PoemTalk listeners will want to stick around for the end of this show in particular, when Nada Gordon, a first-time PoemTalker, recites her flarfistic rewriting of Wallace Stevens’ late poem, “Not Ideas about the Thing but the Thing Itself.” Meantime, of course, we give the poem a good going-through. The talkers this time, beside Nada, are Lawrence Joseph and Charles Bernstein, and we were (for the first time in PoemTalk’s short history) on the road, at Studio 92 on the Upper West Side of Manhattan.

Anyone who deals with this poem has to understand the rhetorical gist of Stevens's “like”: the cry he thinks he hears seemed “like” a sound in his mind; it was “like” a new knowledge of reality. Charles half-jokes that it’s anachronistically (and uncharacteristically) a 1960s like: a cool “very,” an intensifer, a pause. Al tries to stipulate that this is a Keats-at-the-casement poem: he’s inside, looking out and hearing minimal late-winter birdsong. But Larry believes firmly in the radical open-ness of this poem: we are neither inside nor out. There is no conventional place of standing. “Three times in the poem,” Nada has written elsewhere, “he says the sound was coming ‘from outside.’ But I don’t believe him. How can I believe this from a poet whose ‘actual candle blazed with artifice’?”
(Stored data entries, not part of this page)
// Copyright (c) 2024-present, fjall-rs
// This source code is licensed under both the Apache 2.0 and MIT License
// (found in the LICENSE-* files in the repository)

//! An embeddable log-structured merge key-value storage engine built from tiered sorted runs.
//!
//! Writes land in an in-memory buffer made of a fixed number of sorted runs.
//! Once every buffer slot is exhausted, the oldest slots are handed to a background
//! thread that merges them into a memory-mapped disk run at level 1. Each disk level
//! holds a fixed number of runs; when it fills up, its oldest runs are k-way merged
//! into a single, geometrically larger run at the next level (allocated on demand).
//!
//! Disk runs are immutable, contiguous arrays of fixed-size records with a sparse
//! index ("fence pointers") sampling the first key of every page, so a point read is
//! a binary search over fence keys followed by a binary search inside one page.
//!
//! The engine is meant to be driven by a single logical writer, for example a replicated
//! state machine applying a totally ordered operation log. It keeps a side log of the
//! live key-value mapping so a snapshot can be produced without scanning the tree.
//!
//! ```
//! use tierkv::Config;
//! #
//! # let folder = tempfile::tempdir()?;
//!
//! let tree = Config::new(&folder)
//!     .buffer_run_capacity(100)
//!     .buffer_run_count(4)
//!     .open()?;
//!
//! // Write some data
//! tree.insert(1, 100)?;
//! tree.insert(2, 200)?;
//!
//! // And retrieve it
//! assert_eq!(Some(100), tree.get(1)?);
//!
//! // Or remove it again
//! tree.remove(1)?;
//! assert_eq!(None, tree.get(1)?);
//!
//! // Search by half-open range
//! let items = tree.range(0, 10)?;
//! assert_eq!(items.len(), 1);
//! #
//! # Ok::<_, tierkv::Error>(())
//! ```

#![deny(unsafe_code)]
#![deny(clippy::all, missing_docs)]
#![deny(clippy::unwrap_used)]
#![warn(clippy::pedantic, clippy::nursery)]
#![warn(clippy::expect_used)]
#![allow(clippy::missing_const_for_fn)]

#[cfg(not(target_pointer_width = "64"))]
compile_error!("compilation is only allowed for 64-bit targets");

mod bloom;
mod buffer;
mod compaction;
mod config;
mod error;

#[doc(hidden)]
pub mod file;

mod levels;
mod memtable;
mod merge;
mod path;
mod poison_dart;
mod run;

#[doc(hidden)]
pub mod serde;

mod stats;
mod tree;
mod tree_inner;
mod value;

pub use {
    config::Config,
    error::{Error, Result},
    serde::{DeserializeError, SerializeError},
    stats::{Dump, LevelDump, Stats},
    tree::Tree,
    value::{UserKey, UserValue, Value, TOMBSTONE},
};
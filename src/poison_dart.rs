// Copyright (c) 2024-present, fjall-rs
// This source code is licensed under both the Apache 2.0 and MIT License
// (found in the LICENSE-* files in the repository)

use std::sync::{
    atomic::{AtomicBool, Ordering},
    Arc,
};

pub type PoisonSignal = Arc<AtomicBool>;

/// RAII guard to catch panics in the compaction thread
/// and poison the tree
pub struct PoisonDart {
    name: &'static str,
    signal: PoisonSignal,
}

impl PoisonDart {
    pub fn new(name: &'static str, signal: PoisonSignal) -> Self {
        Self { name, signal }
    }

    /// Marks the tree as unusable.
    pub fn poison(&self) {
        log::error!("Poisoning tree because of failure in {:?}", self.name);
        self.signal.store(true, Ordering::Release);
    }
}

impl Drop for PoisonDart {
    fn drop(&mut self) {
        if std::thread::panicking() {
            log::error!("Panic in background worker {:?}", self.name);
            self.poison();
        }
    }
}

#[cfg(test)]
mod tests {
    use super::*;
    use test_log::test;

    #[test]
    fn poison_dart_on_panic() {
        let signal = PoisonSignal::default();

        let handle = {
            let signal = signal.clone();

            std::thread::spawn(move || {
                let _dart = PoisonDart::new("test", signal);
                panic!("oops");
            })
        };

        assert!(handle.join().is_err());
        assert!(signal.load(Ordering::Acquire));
    }

    #[test]
    fn poison_dart_clean_exit() {
        let signal = PoisonSignal::default();

        {
            let _dart = PoisonDart::new("test", signal.clone());
        }

        assert!(!signal.load(Ordering::Acquire));
    }
}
This was certainly the threesome, too, to say interesting things about the alphabetical “c” that precedes the choir.

Our recording comes from the wonderful collection of recordings at the Woodberry Poetry Room at Harvard, and we wish to thank Don Share, Christina Davis, Peter Steinberg, and others who have taken such good care of that material. Stevens traveled to Harvard to record this poem on October 8, 1954 (he died in 1955).